Exercise details: Search the data for the string "Debug", and report each line where it is found.
━━ Provided data ━━
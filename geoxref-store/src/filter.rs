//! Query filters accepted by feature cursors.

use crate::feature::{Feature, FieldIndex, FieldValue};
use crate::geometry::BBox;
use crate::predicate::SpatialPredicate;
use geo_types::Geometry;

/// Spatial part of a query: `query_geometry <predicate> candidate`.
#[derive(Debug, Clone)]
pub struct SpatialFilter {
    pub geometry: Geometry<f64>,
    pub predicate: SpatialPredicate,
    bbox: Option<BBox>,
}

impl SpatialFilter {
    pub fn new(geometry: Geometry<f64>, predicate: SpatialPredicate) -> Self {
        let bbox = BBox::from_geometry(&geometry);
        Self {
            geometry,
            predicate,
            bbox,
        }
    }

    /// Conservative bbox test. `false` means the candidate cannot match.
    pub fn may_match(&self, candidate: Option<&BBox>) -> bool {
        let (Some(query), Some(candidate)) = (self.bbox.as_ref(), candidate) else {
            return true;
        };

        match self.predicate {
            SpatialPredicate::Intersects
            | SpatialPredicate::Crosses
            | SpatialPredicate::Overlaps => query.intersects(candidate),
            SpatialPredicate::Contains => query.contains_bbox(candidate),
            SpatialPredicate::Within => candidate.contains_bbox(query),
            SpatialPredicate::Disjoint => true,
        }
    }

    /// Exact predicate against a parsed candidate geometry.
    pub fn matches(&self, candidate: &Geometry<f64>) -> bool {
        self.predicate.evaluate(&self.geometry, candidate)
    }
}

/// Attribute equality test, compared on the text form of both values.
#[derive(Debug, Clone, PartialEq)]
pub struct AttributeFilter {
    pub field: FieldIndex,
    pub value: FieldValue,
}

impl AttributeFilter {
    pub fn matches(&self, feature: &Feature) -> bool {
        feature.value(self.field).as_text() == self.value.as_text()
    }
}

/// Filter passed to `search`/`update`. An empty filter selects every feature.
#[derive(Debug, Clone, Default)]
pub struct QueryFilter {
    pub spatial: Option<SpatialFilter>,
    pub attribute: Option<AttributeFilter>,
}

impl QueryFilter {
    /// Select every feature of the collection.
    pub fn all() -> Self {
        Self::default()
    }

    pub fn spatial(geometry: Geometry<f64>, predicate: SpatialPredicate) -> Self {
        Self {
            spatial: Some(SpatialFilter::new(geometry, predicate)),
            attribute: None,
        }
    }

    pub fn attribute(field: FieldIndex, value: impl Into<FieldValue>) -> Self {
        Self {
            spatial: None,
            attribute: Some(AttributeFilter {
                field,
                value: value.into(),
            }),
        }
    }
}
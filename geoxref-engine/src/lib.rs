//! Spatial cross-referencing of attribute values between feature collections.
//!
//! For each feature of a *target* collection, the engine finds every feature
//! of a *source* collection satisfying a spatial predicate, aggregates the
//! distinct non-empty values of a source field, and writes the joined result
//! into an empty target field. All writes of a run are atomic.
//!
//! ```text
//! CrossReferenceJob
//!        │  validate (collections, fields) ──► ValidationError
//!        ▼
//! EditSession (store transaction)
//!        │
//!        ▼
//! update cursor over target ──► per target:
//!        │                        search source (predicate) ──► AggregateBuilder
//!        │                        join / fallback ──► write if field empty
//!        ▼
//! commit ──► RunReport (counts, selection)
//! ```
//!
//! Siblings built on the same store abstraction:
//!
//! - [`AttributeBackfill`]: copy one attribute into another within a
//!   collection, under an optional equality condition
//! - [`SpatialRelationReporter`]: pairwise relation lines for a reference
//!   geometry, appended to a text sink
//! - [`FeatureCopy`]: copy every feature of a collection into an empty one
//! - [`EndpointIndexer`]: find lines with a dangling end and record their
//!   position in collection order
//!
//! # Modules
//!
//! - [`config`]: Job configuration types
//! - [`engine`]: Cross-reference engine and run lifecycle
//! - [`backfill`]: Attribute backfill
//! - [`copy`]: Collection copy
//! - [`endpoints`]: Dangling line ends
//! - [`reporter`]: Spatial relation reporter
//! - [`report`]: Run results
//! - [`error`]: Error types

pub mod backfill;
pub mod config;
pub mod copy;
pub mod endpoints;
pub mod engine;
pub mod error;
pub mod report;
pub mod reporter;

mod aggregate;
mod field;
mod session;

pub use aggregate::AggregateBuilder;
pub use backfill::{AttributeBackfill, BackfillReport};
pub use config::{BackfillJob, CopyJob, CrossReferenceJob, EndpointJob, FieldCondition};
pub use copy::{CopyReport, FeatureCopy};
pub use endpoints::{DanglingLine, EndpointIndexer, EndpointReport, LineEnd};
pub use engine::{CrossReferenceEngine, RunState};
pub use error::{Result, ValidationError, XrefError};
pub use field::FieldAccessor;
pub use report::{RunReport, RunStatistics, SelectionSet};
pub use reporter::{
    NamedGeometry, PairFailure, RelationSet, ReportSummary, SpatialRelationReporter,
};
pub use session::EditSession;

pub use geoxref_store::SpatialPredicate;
━━━
Output:
#[derive(Debug, Clone)]
#[derive(Debug, Clone, PartialEq)]
#[derive(Debug, Clone, Default)]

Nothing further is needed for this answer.